Ana Gamboa Quesada
Periodista
Especialista en turismo y eventos
Falta menos de un año para que arranque uno de los eventos más esperados a nivel mundial: el Mundial de Fútbol Masculino 2026, organizado por la FIFA, que por primera vez en la historia se llevará a cabo en tres países anfitriones: México, Estados Unidos y Canadá. Más allá de la emoción que despierta el balón rodando, este evento ya está generando un impacto económico significativo, especialmente en el sector turístico, que se ve impulsado por millones de aficionados que se movilizan a vivir la experiencia en persona.
Un torneo de esta magnitud transforma temporalmente a los países anfitriones en verdaderos epicentros globales de cultura, hospitalidad y negocios. Los visitantes no solo llegan para asistir a los partidos; vienen a descubrir ciudades, explorar destinos icónicos y vivir experiencias que van mucho más allá de los estadios. Aquí es donde el turismo juega un papel estratégico y donde los países empiezan a capitalizar su atractivo.
En este contexto, las aerolíneas ya responden a la creciente demanda, abriendo nuevas rutas y mejorando la conectividad internacional. México refuerza su red hacia Guadalajara, Canadá facilita el ingreso de visitantes con su visa ETA y Estados Unidos, como sede central del torneo, despliega estrategias ambiciosas.
Hace unos dias, durante la feria IPW en Chicago, Estados Unidos lanzó su campaña global de Brand USA bajo el lema: "No venimos a mostrar un país, sino a invitar a sentirlo". Un mensaje poderoso que reconoce que el turismo, más que una transacción, es una experiencia emocional.

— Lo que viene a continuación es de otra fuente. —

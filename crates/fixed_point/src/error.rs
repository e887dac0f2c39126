//! Fixed-point error types

use thiserror::Error;

#[derive(Error, Debug, Clone, PartialEq, Eq)]
pub enum FixedPointError {
    #[error("Invalid alignment: {align} (must be a power of two no smaller than the element alignment)")]
    InvalidAlignment { align: usize },

    #[error("Capacity overflow: {len} elements exceed the addressable size")]
    CapacityOverflow { len: usize },

    #[error("Dimension mismatch: expected {expected}, got {got}")]
    DimensionMismatch { expected: usize, got: usize },
}

pub type Result<T> = std::result::Result<T, FixedPointError>;
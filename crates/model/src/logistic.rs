//! Single logistic unit: inference and SGD update

use std::sync::Arc;

use rand::SeedableRng;
use rand_chacha::ChaCha8Rng;

use qlogit_fixed_point::{AlignedVec, Q8_8};
use qlogit_kernels::{sigmoid, Sgd, SigmoidTable, SimdBackend, UpdateRule, VectorKernels};

use crate::config::{Activation, LogisticConfig};
use crate::error::{ModelError, Result};
use crate::weights::Weights;

/// One logistic neuron over `feature_count` inputs.
///
/// Inputs are staged with [`set_inputs`](Self::set_inputs) into aligned
/// scratch buffers (float and Q8.8) before any inference or update call.
/// An instance owns all of its buffers; share it across threads only behind
/// external synchronization.
#[derive(Debug, Clone)]
pub struct LogisticUnit {
    feature_count: usize,
    threshold: f32,
    activation: Activation,
    table: Arc<SigmoidTable>,
    backend: SimdBackend,
    rule: Sgd,
    weights: Weights,
    inputs: AlignedVec<f32>,
    inputs_q8_8: AlignedVec<i16>,
}

impl LogisticUnit {
    /// Build a unit with Xavier-initialised weights
    pub fn new(config: &LogisticConfig, table: Arc<SigmoidTable>) -> Result<Self> {
        config.validate()?;

        let backend = SimdBackend::detect();
        let mut rng = match config.seed {
            Some(seed) => ChaCha8Rng::seed_from_u64(seed),
            None => ChaCha8Rng::from_entropy(),
        };
        let weights = Weights::xavier(config.feature_count, config.alignment, &mut rng, &backend)?;

        tracing::debug!(
            features = config.feature_count,
            seed = ?config.seed,
            %backend,
            "Initialised logistic unit with Xavier weights"
        );

        Self::assemble(config, table, backend, weights)
    }

    /// Build a unit around caller-provided float weights
    pub fn with_weights(
        config: &LogisticConfig,
        table: Arc<SigmoidTable>,
        weights: &[f32],
    ) -> Result<Self> {
        config.validate()?;
        if weights.len() != config.feature_count {
            return Err(ModelError::DimensionMismatch {
                expected: config.feature_count,
                got: weights.len(),
            });
        }

        let backend = SimdBackend::detect();
        let weights = Weights::from_slice(weights, config.alignment, &backend)?;
        Self::assemble(config, table, backend, weights)
    }

    fn assemble(
        config: &LogisticConfig,
        table: Arc<SigmoidTable>,
        backend: SimdBackend,
        weights: Weights,
    ) -> Result<Self> {
        Ok(Self {
            feature_count: config.feature_count,
            threshold: config.threshold,
            activation: config.activation,
            table,
            backend,
            rule: Sgd {
                learning_rate: config.learning_rate,
                backend,
            },
            weights,
            inputs: AlignedVec::with_alignment(config.alignment, config.feature_count)?,
            inputs_q8_8: AlignedVec::with_alignment(config.alignment, config.feature_count)?,
        })
    }

    pub fn feature_count(&self) -> usize {
        self.feature_count
    }

    pub fn learning_rate(&self) -> f32 {
        self.rule.learning_rate
    }

    pub fn set_learning_rate(&mut self, learning_rate: f32) {
        self.rule.learning_rate = learning_rate;
    }

    pub fn threshold(&self) -> f32 {
        self.threshold
    }

    pub fn set_threshold(&mut self, threshold: f32) {
        self.threshold = threshold;
    }

    /// Backend the kernels dispatch to
    pub fn backend(&self) -> SimdBackend {
        self.backend
    }

    pub fn weights(&self) -> &Weights {
        &self.weights
    }

    /// The staged float inputs
    pub fn inputs(&self) -> &[f32] {
        &self.inputs
    }

    /// Copy `x` into the scratch buffers and quantize it
    pub fn set_inputs(&mut self, x: &[f32]) -> Result<()> {
        if x.len() != self.feature_count {
            return Err(ModelError::DimensionMismatch {
                expected: self.feature_count,
                got: x.len(),
            });
        }
        self.inputs.copy_from_slice(x)?;
        self.backend.quantize(&self.inputs, &mut self.inputs_q8_8);
        Ok(())
    }

    /// Probability from the float weights, using the configured activation
    pub fn infer_float(&self) -> f32 {
        let z = self.backend.dot_f32(self.weights.float(), &self.inputs);
        match self.activation {
            Activation::Exact => sigmoid(z),
            Activation::Table => self.table.lookup_f32(z).to_f32(),
        }
    }

    /// Vectorized float dot product followed by the sigmoid table
    pub fn infer_float_approx(&self) -> f32 {
        let z = self.backend.dot_f32(self.weights.float(), &self.inputs);
        self.table.lookup_f32(z).to_f32()
    }

    /// Q8.8 dot product followed by the sigmoid table.
    ///
    /// A stale weight mirror is re-quantized first.
    pub fn infer_fixed(&mut self) -> Q8_8 {
        let (_, fixed) = self.weights.synced_views(&self.backend);
        let acc = self.backend.dot_q8_8(fixed, &self.inputs_q8_8);
        self.table.lookup_q16_16(acc)
    }

    /// [`infer_fixed`](Self::infer_fixed), decoded
    pub fn infer_fixed_to_float(&mut self) -> f32 {
        self.infer_fixed().to_f32()
    }

    /// Whether `probability` reaches the decision threshold
    pub fn classify(&self, probability: f32) -> bool {
        probability >= self.threshold
    }

    /// One SGD step on the float weights with the staged inputs, then
    /// re-quantize the mirror
    pub fn update_weights(&mut self, prediction: f32, label: f32) {
        let rule = &mut self.rule;
        let inputs = &self.inputs;
        self.weights
            .update_with(&self.backend, |w| rule.apply(prediction, label, w, inputs));
    }

    /// Stage `x`, predict on the fixed-point path, update towards `label`.
    ///
    /// Returns the decoded prediction made before the update.
    pub fn train_step(&mut self, x: &[f32], label: f32) -> Result<f32> {
        self.set_inputs(x)?;
        let prediction = self.infer_fixed_to_float();
        self.update_weights(prediction, label);
        Ok(prediction)
    }
}
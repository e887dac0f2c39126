//! qlogit Test Harness
//!
//! Scalar-float reference implementation, sample statistics and the
//! inference/SGD benchmark runners used to compare the vectorized float and
//! Q8.8 paths against plain scalar code.

mod bench;
mod error;
mod reference;
mod stats;

pub use bench::{
    run_inference_bench, run_sgd_bench, write_json_report, BenchConfig, InferenceReport,
    SgdReport, INFERENCE_REPORT_FILE, SGD_REPORT_FILE,
};
pub use error::{HarnessError, Result};
pub use reference::ScalarReference;
pub use stats::{SampleStats, Speedup};
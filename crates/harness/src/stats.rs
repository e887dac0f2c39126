//! Summary statistics for latency and error samples

use serde::{Deserialize, Serialize};

/// Statistical summary of a sample
#[derive(Debug, Clone, PartialEq, Serialize, Deserialize)]
pub struct SampleStats {
    pub count: usize,
    pub mean: f64,
    /// `sorted[len / 2]`
    pub median: f64,
    pub p95: f64,
    pub p99: f64,
    pub min: f64,
    pub max: f64,
}

impl SampleStats {
    /// Summarise `values`; `None` when there are none
    pub fn from_values(values: &[f64]) -> Option<Self> {
        if values.is_empty() {
            return None;
        }

        let mut sorted = values.to_vec();
        sorted.sort_by(f64::total_cmp);

        let mean = sorted.iter().sum::<f64>() / sorted.len() as f64;

        Some(Self {
            count: sorted.len(),
            mean,
            median: sorted[sorted.len() / 2],
            p95: percentile(&sorted, 0.95),
            p99: percentile(&sorted, 0.99),
            min: sorted[0],
            max: sorted[sorted.len() - 1],
        })
    }
}

/// `sorted[floor(len * p)]`, clamped to the last element
fn percentile(sorted: &[f64], p: f64) -> f64 {
    let idx = (sorted.len() as f64 * p) as usize;
    sorted[idx.min(sorted.len() - 1)]
}

/// p95 latency of a candidate relative to a baseline, rounded to two decimals
#[derive(Debug, Clone, Copy, PartialEq, Serialize, Deserialize)]
#[serde(rename_all = "snake_case")]
pub enum Speedup {
    /// Candidate is this many times faster
    Speedup(f64),
    /// Candidate is this many times slower
    Slowdown(f64),
}

impl Speedup {
    pub fn from_p95(candidate: &SampleStats, baseline: &SampleStats) -> Self {
        let ratio = baseline.p95 / candidate.p95;
        if ratio < 1.0 {
            Speedup::Slowdown(round2(1.0 / ratio))
        } else {
            Speedup::Speedup(round2(ratio))
        }
    }

    /// The ratio as a speedup factor (below 1 for a slowdown)
    pub fn factor(self) -> f64 {
        match self {
            Speedup::Speedup(x) => x,
            Speedup::Slowdown(x) => 1.0 / x,
        }
    }
}

fn round2(x: f64) -> f64 {
    (x * 100.0).round() / 100.0
}

impl std::fmt::Display for Speedup {
    fn fmt(&self, f: &mut std::fmt::Formatter<'_>) -> std::fmt::Result {
        match self {
            Speedup::Speedup(x) => write!(f, "{x:.2}x speedup"),
            Speedup::Slowdown(x) => write!(f, "{x:.2}x slowdown"),
        }
    }
}
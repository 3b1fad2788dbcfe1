//! REST client module for the iRacing membersite.
//!
//! This module provides the `Client` for fetching stats data. The
//! membersite uses cookie sessions: a form login sets `irsso_membersv2`,
//! which the client's cookie store replays on every later request.

pub mod client;
pub mod error;
pub mod request;
pub mod response;

pub use client::Client;
pub use error::{ApiError, AuthFailure, ConfigError};
pub use request::ApiRequest;
pub use response::{ApiResponse, RawResponse};
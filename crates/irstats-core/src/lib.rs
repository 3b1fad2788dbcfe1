//! Client for the iRacing membersite stats API.
//!
//! The client logs in lazily with a form POST on first use, keeps the
//! `irsso_membersv2` session cookie in its cookie store and routes GET and
//! form-encoded POST requests through one dispatch path that can decode
//! JSON responses.
//!
//! ```no_run
//! use irstats_core::{Client, ClientOption};
//!
//! # async fn run() -> Result<(), Box<dyn std::error::Error>> {
//! let client = Client::new("alice", "secret", [ClientOption::UserAgent("my-app".into())])?;
//! let member: serde_json::Value = client
//!     .get_json("/membersite/member/GetMember")
//!     .await?
//!     .into_data();
//! println!("{member}");
//! # Ok(())
//! # }
//! ```

pub mod api;
pub mod auth;
pub mod config;

pub use api::{ApiError, ApiRequest, ApiResponse, AuthFailure, Client, ConfigError, RawResponse};
pub use auth::{Credentials, SessionInfo, SESSION_COOKIE};
pub use config::{options_from_env, ClientConfig, ClientOption};
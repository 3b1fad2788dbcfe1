//! Session-managing client for the iRacing membersite.
//!
//! Every public call goes through [`Client::dispatch`], which makes sure a
//! session exists (logging in on first use), sends exactly one request and
//! optionally decodes the JSON body.

use std::sync::Arc;

use serde::de::DeserializeOwned;
use tracing::{debug, info, warn};

use crate::auth::{Credentials, Session, SessionInfo, SESSION_COOKIE};
use crate::config::{options_from_env, ClientConfig, ClientOption};

use super::{ApiError, ApiRequest, ApiResponse, AuthFailure, ConfigError, RawResponse};

/// API client for the membersite stats endpoints.
/// Clone is cheap - clones share the connection pool, cookie jar and session.
#[derive(Clone)]
pub struct Client {
    http: reqwest::Client,
    config: Arc<ClientConfig>,
    credentials: Arc<Credentials>,
    session: Arc<Session>,
}

impl Client {
    /// Create a client. No network traffic happens until the first request.
    pub fn new<I>(
        username: impl Into<String>,
        password: impl Into<String>,
        options: I,
    ) -> Result<Self, ConfigError>
    where
        I: IntoIterator<Item = ClientOption>,
    {
        Self::with_credentials(Credentials::new(username, password)?, options)
    }

    pub fn with_credentials<I>(credentials: Credentials, options: I) -> Result<Self, ConfigError>
    where
        I: IntoIterator<Item = ClientOption>,
    {
        let mut config = ClientConfig::default();
        for option in options {
            option.apply(&mut config)?;
        }
        let http = config.build_transport()?;

        debug!(
            base_url = %config.base_url(),
            username = %credentials.username(),
            "Client configured"
        );

        Ok(Self {
            http,
            config: Arc::new(config),
            credentials: Arc::new(credentials),
            session: Arc::new(Session::new()),
        })
    }

    /// Build a client from `IRSTATS_*` environment variables
    pub fn from_env() -> Result<Self, ConfigError> {
        Self::with_credentials(Credentials::from_env()?, options_from_env()?)
    }

    pub fn config(&self) -> &ClientConfig {
        &self.config
    }

    pub fn username(&self) -> &str {
        self.credentials.username()
    }

    /// Current session flag. Never waits on an in-flight login.
    pub fn is_authenticated(&self) -> bool {
        self.session.is_authenticated()
    }

    pub fn session_info(&self) -> SessionInfo {
        self.session.info()
    }

    // ===== Request Methods =====

    pub async fn get(&self, path: &str) -> Result<RawResponse, ApiError> {
        self.dispatch(&ApiRequest::get(path)).await
    }

    pub async fn get_json<T: DeserializeOwned>(&self, path: &str) -> Result<ApiResponse<T>, ApiError> {
        self.dispatch_json(&ApiRequest::get(path)).await
    }

    pub async fn post<I, K, V>(&self, path: &str, form: I) -> Result<RawResponse, ApiError>
    where
        I: IntoIterator<Item = (K, V)>,
        K: Into<String>,
        V: Into<String>,
    {
        self.dispatch(&ApiRequest::post(path, form)).await
    }

    pub async fn post_json<T, I, K, V>(&self, path: &str, form: I) -> Result<ApiResponse<T>, ApiError>
    where
        T: DeserializeOwned,
        I: IntoIterator<Item = (K, V)>,
        K: Into<String>,
        V: Into<String>,
    {
        self.dispatch_json(&ApiRequest::post(path, form)).await
    }

    /// Ensure a session, then send the request and return the raw response.
    pub async fn dispatch(&self, request: &ApiRequest) -> Result<RawResponse, ApiError> {
        self.assert_logged_in().await?;
        self.send(request).await
    }

    /// Like [`dispatch`](Self::dispatch), then decode the body as JSON.
    ///
    /// A body that does not decode yields [`ApiError::Decode`], which still
    /// carries the raw response.
    pub async fn dispatch_json<T: DeserializeOwned>(
        &self,
        request: &ApiRequest,
    ) -> Result<ApiResponse<T>, ApiError> {
        let raw = self.dispatch(request).await?;
        match raw.json::<T>() {
            Ok(data) => Ok(ApiResponse { raw, data }),
            Err(source) => {
                warn!(path = request.path(), error = %source, "Failed to decode response body");
                Err(ApiError::Decode {
                    source,
                    response: raw,
                })
            }
        }
    }

    // ===== Session =====

    async fn assert_logged_in(&self) -> Result<(), ApiError> {
        self.session
            .ensure(|| self.login())
            .await
            .map_err(ApiError::AuthenticationFailed)
    }

    async fn login(&self) -> Result<(), AuthFailure> {
        let url = self
            .config
            .url_for(self.config.login_path())
            .map_err(AuthFailure::Transport)?;
        info!(username = %self.credentials.username(), "Logging in");

        let response = self
            .http
            .post(url.clone())
            .form(&self.credentials.login_form())
            .send()
            .await
            .map_err(|e| {
                warn!(url = %url, error = %e, "Login request failed");
                AuthFailure::Transport(e.to_string())
            })?;

        if has_session_cookie(&response) {
            info!("Login succeeded");
            Ok(())
        } else {
            warn!(status = %response.status(), "Login response had no session cookie");
            Err(AuthFailure::MissingSessionCookie)
        }
    }

    async fn send(&self, request: &ApiRequest) -> Result<RawResponse, ApiError> {
        let url = self.config.url_for(request.path()).map_err(|reason| {
            warn!(path = request.path(), error = %reason, "Invalid request path");
            ApiError::InvalidPath {
                path: request.path().to_string(),
                reason,
            }
        })?;
        let transport_error = |source: reqwest::Error, response: Option<RawResponse>| {
            warn!(path = request.path(), error = %source, "API request failed");
            ApiError::Transport {
                path: request.path().to_string(),
                source,
                response,
            }
        };

        let builder = match request.form() {
            None => self.http.get(url),
            Some(form) => self.http.post(url).form(form),
        };

        let response = builder
            .send()
            .await
            .map_err(|source| transport_error(source, None))?;
        let raw = RawResponse::read(response)
            .await
            .map_err(|(source, partial)| transport_error(source, Some(partial)))?;

        debug!(
            method = %request.method(),
            path = request.path(),
            status = %raw.status(),
            bytes = raw.body().len(),
            "API response received"
        );
        Ok(raw)
    }
}

fn has_session_cookie(response: &reqwest::Response) -> bool {
    response
        .cookies()
        .any(|c| c.name() == SESSION_COOKIE && !c.value().is_empty())
}
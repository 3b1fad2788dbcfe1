use std::fmt;

use crate::api::ConfigError;

const ENV_USERNAME: &str = "IRSTATS_USERNAME";
const ENV_PASSWORD: &str = "IRSTATS_PASSWORD";

/// Membersite login credentials. Immutable once built.
#[derive(Clone, PartialEq, Eq)]
pub struct Credentials {
    username: String,
    password: String,
}

impl Credentials {
    pub fn new(username: impl Into<String>, password: impl Into<String>) -> Result<Self, ConfigError> {
        let username = username.into();
        let password = password.into();
        if username.is_empty() {
            return Err(ConfigError::MissingCredentials("username"));
        }
        if password.is_empty() {
            return Err(ConfigError::MissingCredentials("password"));
        }
        Ok(Self { username, password })
    }

    /// Read `IRSTATS_USERNAME` / `IRSTATS_PASSWORD`, loading `.env` first
    pub fn from_env() -> Result<Self, ConfigError> {
        let _ = dotenvy::dotenv();
        Self::from_lookup(|key| std::env::var(key).ok())
    }

    pub(crate) fn from_lookup<F>(lookup: F) -> Result<Self, ConfigError>
    where
        F: Fn(&str) -> Option<String>,
    {
        Self::new(
            lookup(ENV_USERNAME).unwrap_or_default(),
            lookup(ENV_PASSWORD).unwrap_or_default(),
        )
    }

    pub fn username(&self) -> &str {
        &self.username
    }

    /// Form fields for the login POST
    pub(crate) fn login_form(&self) -> [(&'static str, &str); 2] {
        [
            ("username", self.username.as_str()),
            ("password", self.password.as_str()),
        ]
    }
}

impl fmt::Debug for Credentials {
    fn fmt(&self, f: &mut fmt::Formatter<'_>) -> fmt::Result {
        f.debug_struct("Credentials")
            .field("username", &self.username)
            .field("password", &"<redacted>")
            .finish()
    }
}

#[cfg(test)]
mod tests {
    use super::*;

    #[test]
    fn test_debug_redacts_password() {
        let creds = Credentials::new("alice", "secret").expect("valid credentials");
        let debug = format!("{:?}", creds);
        assert!(debug.contains("alice"));
        assert!(!debug.contains("secret"));
    }

    #[test]
    fn test_rejects_empty_fields() {
        assert!(matches!(
            Credentials::new("", "secret"),
            Err(ConfigError::MissingCredentials("username"))
        ));
        assert!(matches!(
            Credentials::new("alice", ""),
            Err(ConfigError::MissingCredentials("password"))
        ));
    }

    #[test]
    fn test_login_form() {
        let creds = Credentials::new("alice", "secret").expect("valid credentials");
        assert_eq!(
            creds.login_form(),
            [("username", "alice"), ("password", "secret")]
        );
    }

    #[test]
    fn test_from_lookup() {
        let creds = Credentials::from_lookup(|key| match key {
            "IRSTATS_USERNAME" => Some("bob".to_string()),
            "IRSTATS_PASSWORD" => Some("hunter2".to_string()),
            _ => None,
        })
        .expect("both vars set");
        assert_eq!(creds.username(), "bob");

        let missing = Credentials::from_lookup(|key| {
            (key == "IRSTATS_USERNAME").then(|| "bob".to_string())
        });
        assert!(matches!(missing, Err(ConfigError::MissingCredentials("password"))));
    }
}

Los números respaldan esta visión: solo en 2024, las acciones de Brand USA atrajeron 1,6 millones de visitantes adicionales, generando casi 6.000 millones de dólares en gasto directo, con un impacto total superior a los 13.000 millones. Cada dólar invertido ha retornado 20 dólares a la economía. Además, se proyectan 44 nuevas rutas internacionales en 2025.
Pero dentro de este panorama optimista, hay dos aspectos cruciales que los latinos, como principales consumidores de este evento, no podemos ignorar. Por un lado, está la pasión incomparable de nuestra afición: somos los que llenamos los estadios, los que viajamos en familia, los que convertimos el fútbol en una verdadera fiesta cultural. El Mundial 2026 será, sin duda, un escenario donde la presencia latina marcará nuevamente la diferencia, no solo en las tribunas, sino también en el aporte económico que realizamos a la industria turística.
Por otro lado, no podemos dejar de lado el desafío migratorio. A pesar de ser uno de los públicos más fieles, entusiastas y consumidores, las restricciones migratorias hacia ciertos países anfitriones siguen siendo una barrera importante para muchos latinos que sueñan con asistir. La contradicción es evidente: mientras el fútbol une, algunas políticas migratorias todavía separan. Es indispensable que estas naciones anfitrionas reflexionen sobre cómo flexibilizar procedimientos para garantizar que quienes sostienen esta industria con su pasión, tengan acceso a este espectáculo global.
El turismo deportivo es hoy una poderosa industria en expansión. Quien viaja para un partido de fútbol, también visita museos, restaurantes, tiendas y muchas veces extiende su estadía para descubrir más del
destino. El Mundial 2026 será mucho más que un espectáculo deportivo: será una plataforma global para mostrar lo mejor de la cultura, infraestructura y hospitalidad de estos tres países.
Como profesional del turismo, insisto: estamos ante una vitrina que multiplica oportunidades, pero también exige decisiones responsables. El verdadero desafío no será solo atraer turistas durante el evento, sino convertir esta experiencia en el inicio de una relación duradera. Y aquí, sin duda, es donde el verdadero partido recién comienza.